1. The 1st petitioners manufacture lead and lead alloys for which purposes the import lead scrap. Prior to 1st March, 1981 their imports were liable to countervailing duty under Item 68 of the First Schedule to the Central Excises and Salt Act, 1944. On 1st March, 1981 the said Act was amended and Item 27A was introduced which prescribed a rate for, inter alia, waste and scrap lead.
2. On 1st March, 19811 a notification was issued under sub – rule (1) of Rule 8 of the Central Excises Rules whereby the Central Government exempted “waste and scrap of copper, zinc, aluminium and lead, falling under Item No. 26A,26B,27 and 27A respectively of the First Schedule to the Central Excises and Salt Act, 1944 (1 of 1944) from the whole of the duty of excise leviable thereon subject to condition that – (a) such waste and scrap are manufactured from copper, zinc, aluminium or lead falling under Item Nos. 26A, 26B, 27 and 27A respectively of the said First Schedule on which appropriate amount of duty of excise or, as the case may be, the additional duty leviable under Section 3 of the Customs Tariff Act, 1975 (51 of 1975) has already been paid; or (b) such waste and scrap arise from products falling under any Item Number of the said First Schedule other than Item Nos. 26A, 26B, 27 and 27A manufactured from the said copper, zinc, aluminium or lead.
3. On 9th July, 1981 the 1st petitioners wrote to the Assistant Collector of Customs stating that since 1st April, 1979 they had been paying countervailing duty on imported scrap under protest. Subsequent to the passing of an order dated 23rd October, 1981 they had been permitted to clear lead scrap upon the tendering of a bond. After 1st March, 1981, however, cash payment prior to clearance was being, insisted upon and it was being made. The 1st petitioner were advises that the categories of lead scrap imported by them were exempt from countervailing duty by reason of the said notification dated 1st March, 1981. They imported whole drained scrap batteries and battery plate scrap and these did not fall under Item 27A and were,e therefore, exempt. The letter stated that the 1st petitioners were taking steps for applications for refund in regard to duty paid on consignments imported between 1st March, 1981 and the date of the letter.
4. The 1st petitioners, accordingly, made refund applications. The applications were rejected but upon the consideration of some other notification. The 1st petitioners filed appeals. These were dismissed. Against the orders of dismissal of the appeals this petition is filed.
5. The first aspect to be considered is the interpretation of the said notification.
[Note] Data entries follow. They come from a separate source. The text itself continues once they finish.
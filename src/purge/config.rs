//! Purge configuration.
//!
//! Controls cache host fan-out, full-purge threshold and URL collection rules
//! via `edgepurge.toml` (`[purge]` section).

use std::num::NonZeroUsize;
use std::time::Duration;

use serde::Deserialize;

use crate::domain::entities::SiteInfo;

use super::events::EventScopeTable;
use super::target::Scheme;

// Default values for purge configuration
pub const DEFAULT_MAX_URLS_BEFORE_ALL: usize = 50;
pub const DEFAULT_REST_ROUTE: &str = "wp/v2";
pub const DEFAULT_VALID_STATUSES: [&str; 5] = ["publish", "private", "trash", "pending", "draft"];
pub const DEFAULT_INVALID_TYPES: [&str; 2] = ["nav_menu_item", "revision"];
pub const DEFAULT_NO_ARCHIVE_TYPES: [&str; 2] = ["post", "page"];
pub const DEFAULT_AUTHOR_ARCHIVE_TYPES: [&str; 1] = ["post"];
pub const DEFAULT_REQUEST_TIMEOUT_MS: u64 = 3000;
pub const DEFAULT_CONNECT_TIMEOUT_MS: u64 = 2000;
pub const DEFAULT_CONCURRENCY: usize = 8;

/// Purge engine configuration.
#[derive(Debug, Clone, Deserialize)]
#[serde(default)]
pub struct PurgeConfig {
    /// Cache endpoints (`host[:port]`). Empty means "use each URL's own host".
    pub cache_hosts: Vec<String>,
    /// Forced scheme for purge requests.
    pub schema: Option<Scheme>,
    /// Hostname of the machine running the engine; drives the scheme
    /// heuristic when no scheme is forced.
    pub server_hostname: Option<String>,
    /// Alternate hostnames serving the same content.
    pub mirror_domains: Vec<String>,
    /// Pending URL count at which a cycle escalates to a full purge.
    pub max_urls_before_all: usize,
    /// Overrides the home URL reported by the content model.
    pub home_url: Option<String>,
    /// REST namespace appended to the REST base (`wp/v2`).
    pub rest_route: String,
    pub valid_statuses: Vec<String>,
    pub invalid_types: Vec<String>,
    /// Content types whose type archive is never collected.
    pub no_archive_types: Vec<String>,
    /// Content types that also purge author archives and site feeds.
    pub author_archive_types: Vec<String>,
    pub request_timeout_ms: u64,
    pub connect_timeout_ms: u64,
    /// Maximum purge requests in flight at once.
    pub concurrency: usize,
    pub events: EventScopeTable,
}

fn owned(values: &[&str]) -> Vec<String> {
    values.iter().map(|value| (*value).to_string()).collect()
}

impl Default for PurgeConfig {
    fn default() -> Self {
        Self {
            cache_hosts: Vec::new(),
            schema: None,
            server_hostname: None,
            mirror_domains: Vec::new(),
            max_urls_before_all: DEFAULT_MAX_URLS_BEFORE_ALL,
            home_url: None,
            rest_route: DEFAULT_REST_ROUTE.to_string(),
            valid_statuses: owned(&DEFAULT_VALID_STATUSES),
            invalid_types: owned(&DEFAULT_INVALID_TYPES),
            no_archive_types: owned(&DEFAULT_NO_ARCHIVE_TYPES),
            author_archive_types: owned(&DEFAULT_AUTHOR_ARCHIVE_TYPES),
            request_timeout_ms: DEFAULT_REQUEST_TIMEOUT_MS,
            connect_timeout_ms: DEFAULT_CONNECT_TIMEOUT_MS,
            concurrency: DEFAULT_CONCURRENCY,
            events: EventScopeTable::default(),
        }
    }
}

impl From<&crate::config::PurgeSettings> for PurgeConfig {
    fn from(settings: &crate::config::PurgeSettings) -> Self {
        Self {
            cache_hosts: settings.cache_hosts.clone(),
            schema: settings.schema,
            server_hostname: settings.server_hostname.clone(),
            mirror_domains: settings.mirror_domains.clone(),
            max_urls_before_all: settings.max_urls_before_all,
            home_url: settings.home_url.clone(),
            rest_route: settings.rest_route.clone(),
            valid_statuses: settings.valid_statuses.clone(),
            invalid_types: settings.invalid_types.clone(),
            no_archive_types: settings.no_archive_types.clone(),
            author_archive_types: settings.author_archive_types.clone(),
            request_timeout_ms: settings.request_timeout_ms,
            connect_timeout_ms: settings.connect_timeout_ms,
            concurrency: settings.concurrency,
            events: settings.events.clone(),
        }
    }
}

impl PurgeConfig {
    /// Scheme used for every purge request.
    pub fn scheme(&self) -> Scheme {
        self.schema
            .unwrap_or_else(|| Scheme::for_hostname(self.server_hostname.as_deref()))
    }

    /// Home URL, preferring the configured override over the site's own.
    pub fn home_url<'a>(&'a self, site: &'a SiteInfo) -> &'a str {
        self.home_url.as_deref().unwrap_or(&site.home_url)
    }

    pub fn is_valid_status(&self, status: &str) -> bool {
        self.valid_statuses.iter().any(|valid| valid == status)
    }

    pub fn is_invalid_type(&self, kind: &str) -> bool {
        self.invalid_types.iter().any(|invalid| invalid == kind)
    }

    pub fn has_type_archive(&self, kind: &str) -> bool {
        !self.no_archive_types.iter().any(|skipped| skipped == kind)
    }

    pub fn has_author_archive(&self, kind: &str) -> bool {
        self.author_archive_types.iter().any(|eligible| eligible == kind)
    }

    pub fn request_timeout(&self) -> Duration {
        Duration::from_millis(self.request_timeout_ms)
    }

    pub fn connect_timeout(&self) -> Duration {
        Duration::from_millis(self.connect_timeout_ms)
    }

    /// Returns the concurrency limit as NonZeroUsize, clamping to 1 if zero.
    pub fn concurrency_non_zero(&self) -> NonZeroUsize {
        NonZeroUsize::new(self.concurrency).unwrap_or(NonZeroUsize::MIN)
    }
}

/// Splits a comma-separated list, trimming entries and dropping empty ones.
pub fn split_list(raw: &str) -> Vec<String> {
    raw.split(',')
        .map(str::trim)
        .filter(|entry| !entry.is_empty())
        .map(str::to_string)
        .collect()
}

#[cfg(test)]
mod tests {
    use super::*;
    use crate::domain::entities::FrontPage;

    fn site(home: &str) -> SiteInfo {
        SiteInfo {
            home_url: home.to_string(),
            front_page: FrontPage::Posts,
            feed_urls: Vec::new(),
            rest_url: None,
            amp_suffix: false,
        }
    }

    #[test]
    fn default_values() {
        let config = PurgeConfig::default();
        assert!(config.cache_hosts.is_empty());
        assert_eq!(config.max_urls_before_all, 50);
        assert_eq!(config.rest_route, "wp/v2");
        assert_eq!(config.request_timeout(), Duration::from_secs(3));
        assert_eq!(config.concurrency, 8);
        assert!(config.is_valid_status("draft"));
        assert!(!config.is_valid_status("auto-draft"));
        assert!(config.is_invalid_type("revision"));
        assert!(!config.has_type_archive("post"));
        assert!(config.has_type_archive("product"));
        assert!(config.has_author_archive("post"));
        assert!(!config.has_author_archive("page"));
    }

    #[test]
    fn scheme_prefers_override() {
        let config = PurgeConfig {
            schema: Some(Scheme::Http),
            server_hostname: Some("dp-web-1".into()),
            ..Default::default()
        };
        assert_eq!(config.scheme(), Scheme::Http);
    }

    #[test]
    fn scheme_uses_hostname_heuristic() {
        let hosted = PurgeConfig {
            server_hostname: Some("dp-web-1".into()),
            ..Default::default()
        };
        assert_eq!(hosted.scheme(), Scheme::Https);
        assert_eq!(PurgeConfig::default().scheme(), Scheme::Http);
    }

    #[test]
    fn home_url_override_wins() {
        let config = PurgeConfig {
            home_url: Some("https://cdn.test".into()),
            ..Default::default()
        };
        assert_eq!(config.home_url(&site("https://a.test")), "https://cdn.test");
        assert_eq!(
            PurgeConfig::default().home_url(&site("https://a.test")),
            "https://a.test"
        );
    }

    #[test]
    fn non_zero_clamps_to_min() {
        let config = PurgeConfig {
            concurrency: 0,
            ..Default::default()
        };
        assert_eq!(config.concurrency_non_zero().get(), 1);
    }

    #[test]
    fn split_list_trims_and_skips_blanks() {
        assert_eq!(
            split_list(" 10.0.0.1:6081, ,cache.test "),
            vec!["10.0.0.1:6081".to_string(), "cache.test".to_string()]
        );
    }
}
Waste and scrap lead is exempted form the Excise duty leviable thereon under sub – clause (b) of the said notification if it arises from products falling under any item of the First Schedule to the said Act, other than the specified Items 26A, 26B, 27 and 27A, manufactured from “the said….lead”. The use of the words “the said” indicats reference to lead of the sort already refereed to in the said notification. The reference is to the sort of lead referred to in Clause (a) thereof. This is lead which falls under the specified items of the First Schedule and on which the appropriate amount of duty of excise, or as the case may be the additional duty leviable under Section 3 of the Customs Tariff Act, 1975 (51 of 1975) has already been paid.
6. The lead scrap which is imported by the petitioner does not arise from lead products upon which Excise duty or Additional duty has been paid. It does not, therefore, qualify for exemption under the said notification.
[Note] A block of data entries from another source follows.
mod common;

use std::sync::atomic::{AtomicUsize, Ordering};
use std::sync::{Arc, Mutex};

use edgepurge::purge::{
    PurgeConfig, PurgeDispatcher, PurgeMethod, PurgeObserver, PurgeRecord,
    ban_url_with_any_query_string,
};
use httpmock::MockServer;

use common::start_recorder;

fn dispatcher(cache_hosts: Vec<String>) -> PurgeDispatcher {
    let config = PurgeConfig {
        cache_hosts,
        request_timeout_ms: 2000,
        connect_timeout_ms: 500,
        ..Default::default()
    };
    PurgeDispatcher::new(Arc::new(config)).expect("dispatcher")
}

fn mock_host(server: &MockServer) -> String {
    server.address().to_string()
}

#[tokio::test]
async fn purge_requests_use_purge_method_and_site_host() {
    let (addr, recorder) = start_recorder().await;
    let dispatcher = dispatcher(vec![addr.to_string()]);

    let records = dispatcher.dispatch("https://a.test/hello/?ref=feed").await;

    assert_eq!(records.len(), 1);
    assert!(records[0].is_success());
    let requests = recorder.requests();
    assert_eq!(requests.len(), 1);
    let request = &requests[0];
    assert_eq!(request.method, "PURGE");
    assert_eq!(request.path, "/hello/");
    assert_eq!(request.query.as_deref(), Some("ref=feed"));
    assert_eq!(request.host.as_deref(), Some("a.test"));
    assert_eq!(request.purge_method.as_deref(), Some("default"));
    assert_eq!(request.ban_regex, None);
}

#[tokio::test]
async fn full_purge_sends_wildcard_regex_request() {
    let server = MockServer::start_async().await;
    let mock = server
        .mock_async(|when, then| {
            when.path("/.*").header("x-purge-method", "regex");
            then.status(200);
        })
        .await;

    let dispatcher = dispatcher(vec![mock_host(&server)]);
    let records = dispatcher.purge_all("https://a.test/").await;

    mock.assert_async().await;
    assert_eq!(records.len(), 1);
    assert_eq!(records[0].target.method, PurgeMethod::Regex);
    assert_eq!(records[0].target.url, "https://a.test/?vhp-regex");
}

#[tokio::test]
async fn every_cache_host_receives_the_purge() {
    let first = MockServer::start_async().await;
    let second = MockServer::start_async().await;
    let first_mock = first
        .mock_async(|when, then| {
            when.path("/hello/").header("x-purge-method", "default");
            then.status(200);
        })
        .await;
    let second_mock = second
        .mock_async(|when, then| {
            when.path("/hello/").header("x-purge-method", "default");
            then.status(200);
        })
        .await;

    let dispatcher = dispatcher(vec![mock_host(&first), mock_host(&second)]);
    let records = dispatcher.dispatch("https://a.test/hello/").await;

    first_mock.assert_async().await;
    second_mock.assert_async().await;
    assert_eq!(records.len(), 2);
    assert!(records.iter().all(PurgeRecord::is_success));
}

#[tokio::test]
async fn unreachable_host_does_not_block_siblings() {
    let server = MockServer::start_async().await;
    let mock = server
        .mock_async(|when, then| {
            when.path("/hello/");
            then.status(200);
        })
        .await;

    let dispatcher = dispatcher(vec!["127.0.0.1:1".to_string(), mock_host(&server)]);
    let records = dispatcher.dispatch("https://a.test/hello/").await;

    mock.assert_async().await;
    assert_eq!(records.len(), 2);
    let failed: Vec<&PurgeRecord> = records.iter().filter(|r| r.outcome.is_err()).collect();
    assert_eq!(failed.len(), 1);
    assert_eq!(failed[0].target.cache_host, "127.0.0.1:1");
}

#[tokio::test]
async fn ban_regex_is_sent_as_header() {
    let server = MockServer::start_async().await;
    let mock = server
        .mock_async(|when, then| {
            when.path("/wp-json/wp/v2/posts/")
                .header("x-purge-method", "ban-regex")
                .header("x-ban-regex", r"^/wp-json/wp/v2/posts($|/$|\?.*|/\?.*)");
            then.status(200);
        })
        .await;

    let dispatcher = dispatcher(vec![mock_host(&server)]);
    let url = ban_url_with_any_query_string("https://a.test/wp-json/wp/v2/posts/", "https://a.test");
    dispatcher.dispatch(&url).await;

    mock.assert_async().await;
}

#[tokio::test]
async fn malformed_urls_send_nothing() {
    let server = MockServer::start_async().await;
    let mock = server
        .mock_async(|_when, then| {
            then.status(200);
        })
        .await;

    let dispatcher = dispatcher(vec![mock_host(&server)]);
    let records = dispatcher.dispatch("::not a url").await;
    let hostless = dispatcher.dispatch("file:///etc/hosts").await;

    assert!(records.is_empty());
    assert!(hostless.is_empty());
    mock.assert_hits_async(0).await;
}

#[derive(Default)]
struct CountingObserver {
    purges: AtomicUsize,
    full_purges: AtomicUsize,
    statuses: Mutex<Vec<Option<u16>>>,
}

impl PurgeObserver for CountingObserver {
    fn after_purge(&self, record: &PurgeRecord) {
        self.purges.fetch_add(1, Ordering::SeqCst);
        self.statuses
            .lock()
            .expect("statuses lock")
            .push(record.status().map(|status| status.as_u16()));
    }

    fn after_full_purge(&self, _records: &[PurgeRecord]) {
        self.full_purges.fetch_add(1, Ordering::SeqCst);
    }
}

#[tokio::test]
async fn observers_see_every_request_and_full_purge() {
    let (first, _) = start_recorder().await;
    let (second, _) = start_recorder().await;
    let observer = Arc::new(CountingObserver::default());
    let dispatcher = dispatcher(vec![first.to_string(), second.to_string()])
        .with_observer(observer.clone());

    dispatcher.dispatch("https://a.test/x/").await;
    dispatcher.purge_all("https://a.test").await;

    assert_eq!(observer.purges.load(Ordering::SeqCst), 4);
    assert_eq!(observer.full_purges.load(Ordering::SeqCst), 1);
    assert!(
        observer
            .statuses
            .lock()
            .expect("statuses lock")
            .iter()
            .all(|status| *status == Some(200))
    );
}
7. Mr. Taleyarkhan, learned counsel for the petitioners, was not, I think, right in suggesting that “the said….lead” mentioned in Clause (b) of the said notification was only lead that fell under the items of the First Schedule specified in Clause (a) thereof. Clause (a) provides two requirements : one regarding the specified items ands the other regarding the payment of excises or additional duty. Both requirements must be complied with before lead can be “the said lead” under the said notification.
8. Mr. Taleyarkhan submitted that the lead scrap imported by the 1st petitioners was material that had become obsolete. It consisted of batteries, lead pipes and cable sheathings which had been discarded after their utility had ceased and had been sold as scrap. In Mr. Taleyarkhan’s submission such lead scrap was not manufactured or produced and, therefore, the question of any Excise duty or additional duty being levied or collected thereon did not arise.
9. This argument is advanced for the first time in this petition. Not having been raised before the authorities there has been no decision by them as to the nature of the lead scrap imported by the petitioners.
10. In any event, the judgment of the Supreme Court in Khandelwal Metal and Engineering Works v. Union of India – , squarely applies. The Supreme Court was considering the contention that “the `additional duty’ of Customs, which is in the nature of countervailing duty, cannot be levied on brass scrap because, such scrap which consists of damaged brass articled like taps and pipes, is not manufactured in India ( or elsewhere), as indeed it cannot be”. Putting it in one sentence, the Supreme Court said, the argument was that if indigenous goods, similar to those which were imported, did not suffer Excise duty for the reason that they were not manufactured, the charge leviable under Section 3(1) of the said Act was not attracted. The Supreme Court found no substance in the argument for duty was leviable on the taxable event of the export of goods from India or the import of the goods into India. The taxable event was not the manufacture of the goods. Section 3(1) of the said Act did not require that the imported article should be such as to be capable of doing produced or manufactured in India. The assumption had to be that an article imported into India could be produced or manufactured in India and upon that basis duty had to be determined under Section 3(1).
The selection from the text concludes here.